ASSIGNMENT
Where does "operation" appear in the data? Return each line that holds it.

-- EXERCISE MATERIALS follows --

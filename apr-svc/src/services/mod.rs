//! Task and setting services
//!
//! Services own the orchestration between HTTP handlers and the record
//! store: audit stamping, report master resolution, grouping, and mapping of
//! store failures onto [`crate::error::ServiceError`] kinds.

pub mod audit;
pub mod settings;
pub mod tasks;

pub use audit::{Actor, AuditStamp, Auditable};
pub use settings::SettingService;
pub use tasks::TaskService;

use tracing::{error, warn};

use crate::error::ServiceError;

/// Log a store failure and classify it for the caller
fn store_failure(operation: &str, err: apr_common::Error, fallback: ServiceError) -> ServiceError {
    let classified = ServiceError::from_store(&err, fallback);
    match classified {
        ServiceError::UnauthorizedAccess(_) => {
            warn!("{} refused by store: {}", operation, err)
        }
        _ => error!("{} failed: {}", operation, err),
    }
    classified
}

/// Stamp for a mutation, or `UnauthorizedAccess` when the actor is blank
fn require_stamp(
    actor: &Actor,
    resource: crate::error::Resource,
) -> Result<AuditStamp, ServiceError> {
    AuditStamp::for_actor(actor).ok_or_else(|| {
        warn!("Rejected {} mutation without a named actor", resource);
        ServiceError::UnauthorizedAccess(resource)
    })
}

-- EXERCISE MATERIALS concluded --

THE COMPLETED TASK
fn store_failure(operation: &str, err: apr_common::Error, fallback: ServiceError) -> ServiceError {
            warn!("{} refused by store: {}", operation, err)
        _ => error!("{} failed: {}", operation, err),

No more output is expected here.